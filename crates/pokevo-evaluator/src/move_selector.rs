//! Move selection strategies.
//!
//! A [`MoveSelector`] picks one side's [`MoveChoice`] for the coming turn. Two
//! implementations exist:
//!
//! - [`GreedySelector`] - highest estimated damage, with a priority-kill override
//! - [`MinimaxSelector`](crate::minimax::MinimaxSelector) - depth-limited alpha-beta search
//!
//! Both share [`ordered_choices`], the cheap heuristic used for move ordering.

use std::fmt;

use arrayvec::ArrayVec;
use pokevo_engine::{Battle, MAX_MOVES, MoveChoice, Side};
use rand::RngCore;

use crate::damage;

/// Ordering bonus for a move whose estimate is lethal.
pub const LETHAL_BONUS: f32 = 10_000.0;
/// Extra ordering bonus for a lethal move with positive priority.
pub const PRIORITY_LETHAL_BONUS: f32 = 5_000.0;

const STATUS_MOVE_SCORE: f32 = -1.0;

/// Chooses a move for one side of a battle.
pub trait MoveSelector: fmt::Debug + Send + Sync {
    /// Returns a legal choice for `side`.
    ///
    /// Only called while the battle is unfinished.
    fn select_move(&self, battle: &Battle, side: Side, rng: &mut dyn RngCore) -> MoveChoice;
}

/// Legal choices for `side`, best first by the ordering heuristic.
///
/// Status moves rank below every damaging move. Damaging moves rank by estimated damage,
/// plus [`LETHAL_BONUS`] if the estimate knocks the opponent out and
/// [`PRIORITY_LETHAL_BONUS`] on top if that move also has positive priority. The sort is
/// stable, so equal scores keep moveset order.
#[must_use]
pub fn ordered_choices(battle: &Battle, side: Side) -> ArrayVec<(MoveChoice, f32), MAX_MOVES> {
    let defender = battle.combatant(side.opponent());
    let mut choices: ArrayVec<_, MAX_MOVES> = battle
        .legal_choices(side)
        .into_iter()
        .map(|choice| {
            let Some(data) = battle.move_data(side, choice) else {
                return (choice, STATUS_MOVE_SCORE);
            };
            if data.category.is_status() {
                return (choice, STATUS_MOVE_SCORE);
            }
            let estimate = damage::estimate_choice(battle, side, choice);
            let mut score = estimate;
            if damage::is_lethal(estimate, defender) {
                score += LETHAL_BONUS;
                if data.priority > 0 {
                    score += PRIORITY_LETHAL_BONUS;
                }
            }
            (choice, score)
        })
        .collect();
    choices.sort_by(|a, b| b.1.total_cmp(&a.1));
    choices
}

/// Picks the highest estimated damage.
///
/// If any positive-priority move is estimated to knock the opponent out, the one with the
/// highest priority wins instead (higher damage breaks ties), since it lands before the
/// opponent can act.
#[derive(Debug, Default, Clone, Copy)]
pub struct GreedySelector;

impl GreedySelector {
    #[must_use]
    pub fn new() -> Self {
        Self
    }

    #[must_use]
    pub fn choose(battle: &Battle, side: Side) -> MoveChoice {
        let choices = battle.legal_choices(side);
        if let [only] = choices.as_slice() {
            return *only;
        }

        let defender = battle.combatant(side.opponent());
        let mut best_kill: Option<(MoveChoice, i8, f32)> = None;
        let mut best_hit: Option<(MoveChoice, f32)> = None;
        for &choice in &choices {
            let Some(data) = battle.move_data(side, choice) else {
                continue;
            };
            let estimate = damage::estimate_choice(battle, side, choice);
            if data.priority > 0 && damage::is_lethal(estimate, defender) {
                let better = best_kill.is_none_or(|(_, priority, damage)| {
                    (data.priority, estimate) > (priority, damage)
                });
                if better {
                    best_kill = Some((choice, data.priority, estimate));
                }
            }
            if estimate > 0.0 && best_hit.is_none_or(|(_, damage)| estimate > damage) {
                best_hit = Some((choice, estimate));
            }
        }

        best_kill
            .map(|(choice, ..)| choice)
            .or(best_hit.map(|(choice, _)| choice))
            .unwrap_or(choices[0])
    }
}

impl MoveSelector for GreedySelector {
    fn select_move(&self, battle: &Battle, side: Side, _rng: &mut dyn RngCore) -> MoveChoice {
        Self::choose(battle, side)
    }
}

#[cfg(test)]
mod tests {
    use std::sync::Arc;

    use pokevo_engine::{
        Ability, CombatantSpec, ElementType, MoveId, Nature, SpeciesData, StatTable,
    };

    use super::*;

    fn spec(species: &str, moves: &[&str]) -> Arc<CombatantSpec> {
        let data = SpeciesData::from_name(species).unwrap();
        Arc::new(CombatantSpec {
            name: species.to_owned(),
            base_stats: data.base_stats,
            types: data.types.iter().copied().collect(),
            ability: data.ability,
            nature: Nature::Hardy,
            evs: StatTable::splat(0),
            moves: moves.iter().map(|m| MoveId::from_name(m).unwrap()).collect(),
        })
    }

    fn frail(moves: &[&str]) -> Arc<CombatantSpec> {
        Arc::new(CombatantSpec {
            name: "frail".to_owned(),
            base_stats: StatTable::new(1, 50, 1, 50, 1, 1),
            types: [ElementType::Normal].into_iter().collect(),
            ability: Ability::Pressure,
            nature: Nature::Hardy,
            evs: StatTable::splat(0),
            moves: moves.iter().map(|m| MoveId::from_name(m).unwrap()).collect(),
        })
    }

    #[test]
    fn test_greedy_prefers_priority_kill() {
        let battle = Battle::start(
            spec("scizor", &["superpower", "bullet-punch"]),
            frail(&["swords-dance"]),
        )
        .unwrap();
        let superpower = damage::estimate_choice(&battle, Side::A, MoveChoice::Move(0));
        let bullet_punch = damage::estimate_choice(&battle, Side::A, MoveChoice::Move(1));
        assert!(superpower > bullet_punch);
        assert_eq!(GreedySelector::choose(&battle, Side::A), MoveChoice::Move(1));
    }

    #[test]
    fn test_greedy_picks_highest_damage_without_kill() {
        let battle = Battle::start(
            spec("garchomp", &["dragon-claw", "earthquake"]),
            spec("blissey", &["soft-boiled"]),
        )
        .unwrap();
        assert_eq!(GreedySelector::choose(&battle, Side::A), MoveChoice::Move(1));
        // only one legal choice
        assert_eq!(GreedySelector::choose(&battle, Side::B), MoveChoice::Move(0));
    }

    #[test]
    fn test_greedy_falls_back_to_first_move() {
        let battle = Battle::start(
            spec("garchomp", &["swords-dance", "stealth-rock"]),
            spec("blissey", &["soft-boiled"]),
        )
        .unwrap();
        assert_eq!(GreedySelector::choose(&battle, Side::A), MoveChoice::Move(0));
    }

    #[test]
    fn test_ordering_puts_status_last_and_kills_first() {
        let battle = Battle::start(
            spec("scizor", &["swords-dance", "u-turn", "superpower", "bullet-punch"]),
            frail(&["swords-dance"]),
        )
        .unwrap();
        let order: Vec<_> = ordered_choices(&battle, Side::A)
            .into_iter()
            .map(|(choice, _)| choice)
            .collect();
        assert_eq!(order[0], MoveChoice::Move(3));
        assert_eq!(order[3], MoveChoice::Move(0));
    }
}
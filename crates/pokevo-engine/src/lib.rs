//! Battle simulation for single combatants.
//!
//! [`core`] holds the static lookup data (types, natures, moves, species) and
//! [`engine`] resolves turns between two [`CombatantSpec`]s.

pub use self::{core::*, engine::*};

pub mod core;
pub mod engine;

/// A combatant description that cannot enter a battle.
#[derive(Debug, Clone, PartialEq, Eq, derive_more::Display, derive_more::Error)]
pub enum SpecError {
    #[display("{name} has no moves")]
    EmptyMoveset { name: String },
    #[display("move {name} appears more than once")]
    DuplicateMove { name: &'static str },
    #[display("combatant has no type")]
    NoTypes,
    #[display("type {ty} appears twice")]
    DuplicateType { ty: ElementType },
    #[display("base {stat} is zero")]
    ZeroBaseStat { stat: StatKey },
    #[display("effort values exceed their caps (total {total})")]
    EffortOverCap { total: u32 },
}

/// A turn submission the battle refused.
#[derive(Debug, Clone, Copy, PartialEq, Eq, derive_more::Display, derive_more::Error)]
pub enum TurnError {
    #[display("battle is already finished")]
    BattleFinished,
    #[display("{side} chose move slot {slot}, which does not exist")]
    SlotOutOfRange { side: Side, slot: usize },
    #[display("{side} chose move slot {slot}, which has no PP left")]
    NoPpLeft { side: Side, slot: usize },
    #[display("{side} cannot struggle while it still has usable moves")]
    StruggleNotAllowed { side: Side },
}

§ §

Only the lines from the one containing "values exceed their" through the final line above should be duplicated, exactly as they stand.

    #[display("effort values exceed their caps (total {total})")]
    EffortOverCap { total: u32 },
}

/// A turn submission the battle refused.
#[derive(Debug, Clone, Copy, PartialEq, Eq, derive_more::Display, derive_more::Error)]
pub enum TurnError {
    #[display("battle is already finished")]
    BattleFinished,
    #[display("{side} chose move slot {slot}, which does not exist")]
    SlotOutOfRange { side: Side, slot: usize },
    #[display("{side} chose move slot {slot}, which has no PP left")]
    NoPpLeft { side: Side, slot: usize },
    #[display("{side} cannot struggle while it still has usable moves")]
    StruggleNotAllowed { side: Side },
}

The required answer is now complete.